É difícil dizer quando a Cabalá chegou à Europa. Há quem acredite que ela foi trazida ao Ocidente pelos Cavaleiros Templários, que a receberam diretamente de fontes judaicas, quando da sua estadia na Terra Santa. Essa hipótese é bem plausível considerando a história da Ordem do Templo e os acontecimentos nos quais essa Irmandade esteve envolvida ao longo da sua estranha e controvertida saga.

É bem possível, aliás, que o verdadeiro segredo dos Templários, e pelo qual essa Irmandade foi perseguida e extinta, tendo seus líderes queimados nas fogueiras da Inquisição, seja, na verdade, a prática da Cabalá. Tudo indica que as lendas sobre o Santo Graal, do qual se diz que eles eram os guardiões, bem como os estranhos rituais que eles praticavam em suas iniciações, o suposto culto ao ídolo Baphomet etc, nada mais eram que rituais e práticas cabalísticas que esses cavaleiros adotaram, juntamente com outras tradições de caráter gnóstico, alquímico e hermético, que eles incorporaram em seus rituais.

Historicamente, como bem demonstra Alexandrian em seu tratado sobre a filosofia oculta, o Sepher há - Zhoar, a bíblia cabalística, só aparece no Ocidente em fins do século XIII, revelado por um rabino judeu espanhol, chamado Moisés ben Schemtob (1250- 1305) mais conhecido como Moisés de León, que ensinou os princípios da Cabalá nos reinos de Leão e Castela.[1] Ou seja, exatamente na época em que os cruzados foram expulsos da Terra Santa pelos exércitos comandados pelo Sultão do Egito, Saladino. Os Templários, principal força militar dos cruzados, voltaram para a Europa e se tornaram uma espécie de estado dentro dos estados medievais. Dominaram a cena política, militar e econômica, provocando grande ciúme, inveja e preocupação entre as autoridades da época.

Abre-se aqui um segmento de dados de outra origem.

//! Idempotent ingestion of externally-originated bookings.

mod decode;

pub use self::decode::{BookingDraft, DecodeError, decode_payload};

use chrono::{DateTime, Utc};

use guidepost_db::db::connection::DbConnection;
use guidepost_db::db::enums::BookingStatus;
use guidepost_db::db::query;
use guidepost_db::model::booking::{Booking, NewBooking};

use crate::error::{ServiceError, ServiceResult};
use crate::events::{ChangeEvent, ChangeFeed};
use crate::ledger;

/// What a webhook delivery did to the ledger.
#[derive(Debug)]
pub struct IngestOutcome {
    pub booking: Booking,
    /// True when the delivery created the booking rather than updating it.
    pub created: bool,
}

/// ## Summary
/// Resolves the configured default status for webhook-created bookings.
///
/// ## Errors
/// Returns a configuration error unless the value is `confirmed` or
/// `pending`, the only statuses a fresh external booking may start in.
pub fn default_status_from_config(value: &str) -> ServiceResult<BookingStatus> {
    match BookingStatus::parse(value) {
        Some(status @ (BookingStatus::Confirmed | BookingStatus::Pending)) => Ok(status),
        _ => Err(ServiceError::InvalidConfiguration(format!(
            "webhook.default_status must be 'confirmed' or 'pending', got '{value}'"
        ))),
    }
}

/// ## Summary
/// Applies a decoded booking draft to the ledger, keyed by
/// `(channel, external_reference)`.
///
/// The write is a single `INSERT .. ON CONFLICT DO UPDATE`, so two
/// concurrent deliveries with the same key settle on one row with the
/// last update applied. Updates never change status; a cancellation
/// signal additionally walks the status machine (a no-op when the
/// booking is already cancelled).
///
/// ## Errors
/// - database errors from the upsert or transition
/// - `IllegalTransition` when cancelling a completed booking
#[tracing::instrument(skip(conn, draft, events), fields(channel = %draft.channel, reference = %draft.external_reference))]
pub async fn ingest_booking(
    conn: &mut DbConnection<'_>,
    draft: &BookingDraft,
    default_status: BookingStatus,
    events: &ChangeFeed,
) -> ServiceResult<IngestOutcome> {
    let at = Utc::now();

    let new = NewBooking {
        id: uuid::Uuid::now_v7(),
        visit_date: draft.visit_date,
        visit_time: draft.visit_time,
        duration_minutes: draft.duration_minutes,
        status: default_status,
        channel: draft.channel,
        external_reference: Some(&draft.external_reference),
        number_of_people: draft.number_of_people,
        created_at: at,
        updated_at: at,
    };

    let mut booking = query::booking::upsert_external(conn, &new).await?;
    let created = booking.created_at == booking.updated_at;

    if draft.cancelled && booking.status != BookingStatus::Cancelled {
        booking = ledger::transition(conn, booking.id, BookingStatus::Cancelled, at).await?;
        events.publish(ChangeEvent::BookingCancelled {
            booking_id: booking.id,
        });
    }

    events.publish(ChangeEvent::BookingUpserted {
        booking_id: booking.id,
        channel: booking.channel,
        created,
    });

    tracing::info!(
        booking_id = %booking.id,
        created,
        cancelled = draft.cancelled,
        "Webhook booking ingested"
    );

    Ok(IngestOutcome { booking, created })
}
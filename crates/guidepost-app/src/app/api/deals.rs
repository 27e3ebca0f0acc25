use salvo::{Depot, Request, Response, Router, handler, http::StatusCode, writing::Json};
use tracing::error;

use guidepost_service::partner::{NewDeal, PartnerClient, PartnerError};

use super::ErrorResponse;
use crate::config::get_config_from_depot;

/// Builds a partner client, rendering the configuration error when the
/// credential pair is absent.
fn client_from_depot(depot: &Depot, res: &mut Response) -> Option<PartnerClient> {
    let config = match get_config_from_depot(depot) {
        Ok(cfg) => cfg,
        Err(e) => {
            error!(error = ?e, "Failed to get config from depot");
            res.status_code(StatusCode::INTERNAL_SERVER_ERROR);
            res.render(Json(ErrorResponse::new("Internal server error")));
            return None;
        }
    };

    match PartnerClient::from_config(&config.partner) {
        Ok(client) => Some(client),
        Err(e @ PartnerError::MissingCredentials) => {
            res.status_code(StatusCode::INTERNAL_SERVER_ERROR);
            res.render(Json(ErrorResponse::new(e.to_string())));
            None
        }
        Err(e) => {
            error!(error = %e, "Failed to build partner client");
            res.status_code(StatusCode::INTERNAL_SERVER_ERROR);
            res.render(Json(ErrorResponse::new("Internal server error")));
            None
        }
    }
}

fn render_partner_error(res: &mut Response, error: &PartnerError) {
    tracing::warn!(error = %error, "Partner deal call failed");
    res.status_code(StatusCode::BAD_GATEWAY);
    res.render(Json(ErrorResponse::new(error.to_string())));
}

/// ## Summary
/// POST /app/deals - Create a promotional deal at the partner.
///
/// ## Errors
/// Returns HTTP 400 for an invalid body
/// Returns HTTP 502 when the partner call fails
#[handler]
async fn create_deal(req: &mut Request, depot: &mut Depot, res: &mut Response) {
    let deal: NewDeal = match req.parse_json().await {
        Ok(d) => d,
        Err(e) => {
            error!(error = ?e, "Failed to parse create deal request");
            res.status_code(StatusCode::BAD_REQUEST);
            res.render(Json(ErrorResponse::new("Invalid request body")));
            return;
        }
    };

    let Some(client) = client_from_depot(depot, res) else {
        return;
    };

    match client.create_deal(&deal).await {
        Ok(created) => {
            res.status_code(StatusCode::CREATED);
            res.render(Json(created));
        }
        Err(e) => render_partner_error(res, &e),
    }
}

/// ## Summary
/// GET /app/deals?`product_id`=... - List a product's deals at the partner.
///
/// ## Errors
/// Returns HTTP 400 when `product_id` is missing
/// Returns HTTP 502 when the partner call fails
#[handler]
async fn list_deals(req: &mut Request, depot: &mut Depot, res: &mut Response) {
    let Some(product_id) = req.query::<String>("product_id") else {
        res.status_code(StatusCode::BAD_REQUEST);
        res.render(Json(ErrorResponse::new("product_id is required")));
        return;
    };

    let Some(client) = client_from_depot(depot, res) else {
        return;
    };

    match client.list_deals(&product_id).await {
        Ok(deals) => res.render(Json(deals)),
        Err(e) => render_partner_error(res, &e),
    }
}

/// ## Summary
/// DELETE /`app/deals/{deal_id}` - Delete a deal at the partner.
///
/// ## Errors
/// Returns HTTP 400 when `deal_id` is missing
/// Returns HTTP 502 when the partner call fails
#[handler]
async fn delete_deal(req: &mut Request, depot: &mut Depot, res: &mut Response) {
    let Some(deal_id) = req.param::<String>("deal_id") else {
        res.status_code(StatusCode::BAD_REQUEST);
        res.render(Json(ErrorResponse::new("Deal ID required")));
        return;
    };

    let Some(client) = client_from_depot(depot, res) else {
        return;
    };

    match client.delete_deal(&deal_id).await {
        Ok(()) => {
            res.status_code(StatusCode::NO_CONTENT);
        }
        Err(e) => render_partner_error(res, &e),
    }
}

#[must_use]
pub fn routes() -> Router {
    Router::with_path("deals")
        .get(list_deals)
        .post(create_deal)
        .push(Router::with_path("<deal_id>").delete(delete_deal))
}
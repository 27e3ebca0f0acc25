//! Properties, parameters, and content lines (RFC 5545 §3.1–3.2).

use crate::build::escape_text;
use crate::parse::unescape_text;

/// A property parameter (RFC 5545 §3.2).
#[derive(Debug, Clone, PartialEq, Eq)]
pub struct Parameter {
    /// Parameter name, uppercased.
    pub name: String,
    /// One or more parameter values.
    pub values: Vec<String>,
}

impl Parameter {
    /// Creates a single-valued parameter.
    #[must_use]
    pub fn new(name: impl Into<String>, value: impl Into<String>) -> Self {
        Self::with_values(name, vec![value.into()])
    }

    /// Creates a parameter with multiple values.
    #[must_use]
    pub fn with_values(name: impl Into<String>, values: Vec<String>) -> Self {
        Self {
            name: name.into().to_ascii_uppercase(),
            values,
        }
    }

    /// Returns the first value, if any.
    #[must_use]
    pub fn value(&self) -> Option<&str> {
        self.values.first().map(String::as_str)
    }
}

/// A tokenized content line, before property interpretation.
#[derive(Debug, Clone, PartialEq, Eq)]
pub struct ContentLine {
    /// Property name, uppercased.
    pub name: String,
    /// Parameters in order of appearance.
    pub params: Vec<Parameter>,
    /// Everything after the colon, unmodified.
    pub raw_value: String,
}

/// A property attached to a component.
///
/// The `value` field holds the wire form: text values stay escaped until
/// read through [`Property::text_value`], so parse → serialize round-trips
/// do not re-escape.
#[derive(Debug, Clone, PartialEq, Eq)]
pub struct Property {
    /// Property name, uppercased.
    pub name: String,
    /// Parameters in order of appearance.
    pub params: Vec<Parameter>,
    /// Wire-form value.
    pub value: String,
}

impl Property {
    /// Creates a TEXT property, escaping the value for the wire.
    #[must_use]
    pub fn text(name: impl Into<String>, value: impl AsRef<str>) -> Self {
        Self {
            name: name.into().to_ascii_uppercase(),
            params: Vec::new(),
            value: escape_text(value.as_ref()),
        }
    }

    /// Creates a property from an already wire-formatted value
    /// (dates, durations, integers).
    #[must_use]
    pub fn raw(name: impl Into<String>, value: impl Into<String>) -> Self {
        Self {
            name: name.into().to_ascii_uppercase(),
            params: Vec::new(),
            value: value.into(),
        }
    }

    /// Creates a DATE-TIME property in UTC form (`YYYYMMDDTHHMMSSZ`).
    #[must_use]
    pub fn datetime_utc(name: impl Into<String>, value: chrono::DateTime<chrono::Utc>) -> Self {
        Self::raw(name, value.format("%Y%m%dT%H%M%SZ").to_string())
    }

    /// Attaches a parameter, builder-style.
    #[must_use]
    pub fn with_param(mut self, param: Parameter) -> Self {
        self.params.push(param);
        self
    }

    /// Returns the first value of the named parameter.
    #[must_use]
    pub fn param(&self, name: &str) -> Option<&str> {
        let name_upper = name.to_ascii_uppercase();
        self.params
            .iter()
            .find(|p| p.name == name_upper)
            .and_then(Parameter::value)
    }

    /// Returns the value with TEXT escapes resolved.
    #[must_use]
    pub fn text_value(&self) -> String {
        unescape_text(&self.value)
    }
}

impl From<ContentLine> for Property {
    fn from(line: ContentLine) -> Self {
        Self {
            name: line.name,
            params: line.params,
            value: line.raw_value,
        }
    }
}
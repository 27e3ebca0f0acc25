//! The sync core: availability merging and cycle orchestration.

pub mod merge;
pub mod orchestrator;

use chrono::Utc;

use guidepost_db::db::{DbProvider, query};

use crate::error::ServiceResult;
use crate::events::{ChangeEvent, ChangeFeed};
use crate::ledger;
use self::orchestrator::{SyncEngine, SyncReport};

/// ## Summary
/// Runs one full sync: loads the registered sources and the occupying
/// ledger state, executes a cycle, then records `last_synced_at` for every
/// source that succeeded. Sources that failed keep their previous
/// timestamp. Bookings are never mutated here; conflicts are only
/// reported.
///
/// The database connection is released before any network fetch starts
/// and re-acquired afterwards.
///
/// ## Errors
/// Returns `SyncInProgress` when another run holds the cycle, or a
/// database error from loading/recording state.
#[tracing::instrument(skip_all)]
pub async fn run_sync(
    provider: &dyn DbProvider,
    engine: &SyncEngine,
    default_duration: chrono::Duration,
    events: &ChangeFeed,
) -> ServiceResult<SyncReport> {
    let (sources, ledger_ranges) = {
        let mut conn = provider.get_connection().await?;
        let sources = query::source::all(&mut conn).await?;
        let bookings = query::booking::occupying(&mut conn).await?;
        (sources, ledger::to_occupied_ranges(&bookings, default_duration))
    };

    let report = engine
        .run_cycle(&sources, &ledger_ranges, Utc::now())
        .await?;

    let mut conn = provider.get_connection().await?;
    for result in report.results.iter().filter(|r| r.succeeded()) {
        query::source::touch_last_synced(&mut conn, result.source_id, report.ran_at).await?;
    }

    let sources_failed = report.results.iter().filter(|r| !r.succeeded()).count();
    let sources_synced = report.results.len() - sources_failed;

    events.publish(ChangeEvent::SyncCompleted {
        sources_synced,
        sources_failed,
        conflicts: report.conflicts.len(),
    });

    tracing::info!(
        sources_synced,
        sources_failed,
        conflicts = report.conflicts.len(),
        ledger_overlaps = report.ledger_overlaps.len(),
        "Sync run finished"
    );

    Ok(report)
}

Reis, príncipes e autoridades eclesiásticas temiam os Templários. Nessa época, na região conhecida como Languedoc, ou Provença, que compreendia o sul da França e regiões hoje pertencentes à Espanha, florescia a chamada heresia albigense, religião praticada pela seita dos cátaros. A Provença foi um dos territórios onde os Templários tiveram uma grande atuação, auxiliando os monarcas locais nas suas lutas contra os mouros. Nessa região, havia também uma próspera colônia de judeus, o que proporcionava um caldo de cultura bastante propicia à prática da Cabalá.

Investigações conduzidas por vários estudiosos chegaram à conclusão que o Zhoar seria um trabalho compilado no século XIII, e dele teriam participado diversos autores, a maioria oriundos da região da Provença, liderados pelo rabino Moisés de Leon.[2] Entretanto, ainda que se aceite o pressuposto de que a Cabalá tenha sido introduzida na Europa somente no século XIII, não se pode negar que essa tradição já era de largo conhecimento junto à comunidade judaica do mundo inteiro e também entre os cristãos gnósticos, desde os primeiros séculos da era cristã.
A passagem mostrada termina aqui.